Z wątku o bezdomnych kociakach ten wątek niepostrzeżenie przekształcił się w wątek o tymczasowaniu, a potem w wątek moich kotów - Malagi, zwanej Menażką, i Lao, zwanego Laosiem. Witamy i zapraszamy do czytania

Moje koty:

Malaga, adoptowana z DT u Poddasze i Mamuśki 21 stycznia 2009r.

Lao Tse, przywieziony jako tymczas 10 czerwca 2009r. - i został

Szuka domu:
Wienio, bura koteczka, ma około 5 miesięcy:

Znalazły domki:

Pacynka, koteczka około 4,5 miesiąca.

MiniAgent Rysiek z Ursusa.

Bobek z Grzybowskiej.

Adelka zwana Morelką, też z Grzybowskiej, około 1 rok.
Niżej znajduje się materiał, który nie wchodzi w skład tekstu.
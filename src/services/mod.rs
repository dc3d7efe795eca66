pub mod ops;

pub use ops::{DashboardSummary, OpsService};
use uuid::Uuid;

use crate::error::{Error, Result};
use crate::models::{Device, DeviceKind, Target, TargetKind};

/// Read-only reference data: targets, devices, and the location list used by
/// the synthetic event generator.
#[derive(Debug, Clone)]
pub struct CatalogRepository {
    targets: Vec<Target>,
    devices: Vec<Device>,
    locations: Vec<String>,
}

impl CatalogRepository {
    /// Create a catalog over injected reference data.
    pub fn new(targets: Vec<Target>, devices: Vec<Device>, locations: Vec<String>) -> Self {
        Self {
            targets,
            devices,
            locations,
        }
    }

    /// Build the demo catalog the dashboard is seeded with at startup.
    pub fn with_fixtures() -> Self {
        let targets = vec![
            Target::new("Zhang Wei", TargetKind::Person, "badge V-1024, grey jacket"),
            Target::new("Li Na", TargetKind::Person, "visitor pass T-88"),
            Target::new("Wang Qiang", TargetKind::Person, "former contractor, access revoked"),
            Target::new("AF-3721", TargetKind::Vehicle, "white van, rear door dented"),
            Target::new("BK-9054", TargetKind::Vehicle, "black sedan, tinted windows"),
        ];
        let devices = vec![
            Device::new("Gate Camera 01", DeviceKind::Camera, "North Gate"),
            Device::new("Gate Camera 02", DeviceKind::Camera, "South Gate"),
            Device::new("Lobby Dome 01", DeviceKind::Camera, "Main Lobby"),
            Device::new("Garage IR 01", DeviceKind::Sensor, "Parking Garage B1"),
            Device::new("Perimeter Ctrl 01", DeviceKind::Controller, "Perimeter Fence East"),
        ];
        let locations = vec![
            "North Gate".to_string(),
            "South Gate".to_string(),
            "Main Lobby".to_string(),
            "Parking Garage B1".to_string(),
            "Perimeter Fence East".to_string(),
            "Loading Dock".to_string(),
        ];
        Self::new(targets, devices, locations)
    }

    pub fn targets(&self) -> &[Target] {
        &self.targets
    }

    pub fn devices(&self) -> &[Device] {
        &self.devices
    }

    pub fn locations(&self) -> &[String] {
        &self.locations
    }

    pub fn target(&self, id: &Uuid) -> Result<&Target> {
        self.targets
            .iter()
            .find(|t| t.id == *id)
            .ok_or_else(|| Error::NotFound(format!("target {}", id)))
    }

    pub fn device(&self, id: &Uuid) -> Result<&Device> {
        self.devices
            .iter()
            .find(|d| d.id == *id)
            .ok_or_else(|| Error::NotFound(format!("device {}", id)))
    }

    pub fn targets_by_kind(&self, kind: TargetKind) -> Vec<&Target> {
        self.targets.iter().filter(|t| t.kind == kind).collect()
    }
}
pub mod config;
pub mod error;
pub mod generator;
pub mod models;
pub mod services;
pub mod stats;
pub mod store;

// Re-export main components for easier use
pub use error::{Error, Result};
pub use models::{
    AlertRecord, AlertStatus, ControlEntry, ControlFilter, ControlStatus, Device, LifecyclePhase,
    NewAlert, Rule, Severity, Target, TargetKind,
};
pub use services::{DashboardSummary, OpsService};
pub use stats::AlertFilter;
pub use store::{CatalogRepository, EndOutcome};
Słodziutka Balbinka, zamieszkała niedaleko, ma koleżankę Stopkę. Więcej fot tu: http://picasaweb.google.pl/seidhee/Balbinka#
16 kwietnia 2010r. - dziś Balbinka odeszła za Tęczowy Most. Zabił ją FIP. Będziemy cię zawsze pamiętać, kruszynko


Władek, zwany Władkiem


Masza - obecnie Lea.

Mrówka - obecnie Fiona.

Xena zwana Tradycją.
-----------------------------------------------------------------------------
Dziś, na Starym Żoliborzu (ul. Sułkowskiego 2) widziałam w ogrodzonym ogródku przy domu wielorodzinnym kotkę z czwórką kociąt. Próbowałam zlokalizować właścicieli ogródka, żeby dowiedzieć się, czy to są czyjeś kotki, i dogadałam się z młodą dziewczyną, która powiedziała, że ta kotka i kocięta są bezdomne. Dziewczyna powiedziała, że jeśli wezmę te koty, to ona z przyjemnością wpuści mnie do ogródka...
Nie znam się na kociętach, ale mają 5 tygodni albo więcej (bo widziałam je już 3 tygodnie temu i miały otwarte oczy i bawiły się, więc pewnie miały przynajmniej 2 tygodnie - potem wybrałam się tam jeszcze raz, żeby obadać sytuację wnikliwiej i ich nie było, więc optymistycznie założyłam, że ktoś je zabrał bądź są to wychodzące koty i po prostu są w domu


Po pierwsze: czy mogę się do kogoś zwrócić (jakaś organizacja? Koteria? kasa kastracyjna?) o pomoc w sfinansowaniu sterylki kotki-matki i opieki weterynaryjnej nad kociętami? Zastanawiam się nad wzięciem ich na tymczas, ale jeśli znaczyłoby to finansową opiekę nad piątką kotów, to TŻ z pewnością odmówi... Jedyna szansa, żeby się zgodził, to jakaś gwarancja pomocy

Po drugie: mam zerowe doświadczenie w łapankach. Potrzebowałabym pomocy.
Po trzecie: jak się zazwyczaj postępuje w takich sytuacjach? Czy łapie się kocięta + matka, a matkę potem wypuszcza? Czy nie są za małe, żeby je oddzielać od matki?
Po czwarte: jeśli wzięłabym je na tymczas, to jak postępować, żeby nie narażać mojej kotki rezydentki? Na jakiś czas musiałyby być pewnie odizolowane? Czy wystarczy klatka wystawowa? Mieszkam w kawalerce, a drzwi od łazienki są specyficznie wycięte u dołu, sądzę, że kocięta mogłyby się tamtędy przecisnąć.
Bardzo proszę, poradźcie mi, co robić. Najważniejsze, to pomoc w opiece weterynaryjnej, bo to (chyba?) największy wydatek.
Na razie nie będę rozmawiać o tym z TŻ, bo jak raz odmówi kategorycznie, to potem ciężko będzie namówić go na zmianę zdania. Pojadę teraz kupić karmę dla kociąt i podrzucić tej dziewczynie, wstępnie zgodziła się je karmić, jeśli coś przyniosę.
Liczę na to, że mi coś podpowiecie...
Będę miała dostęp do internetu dopiero jutro, teraz jestem w kafejce. Może uda mi czegoś jeszcze dowiedzieć dziś, jak pojadę z żarełkiem, i bliżej się przyjrzeć tym kociakom, czy nie są np. zakatarzone, bo dziś widziałam je z daleka, jak drzemały i trudno było coś stwierdzić.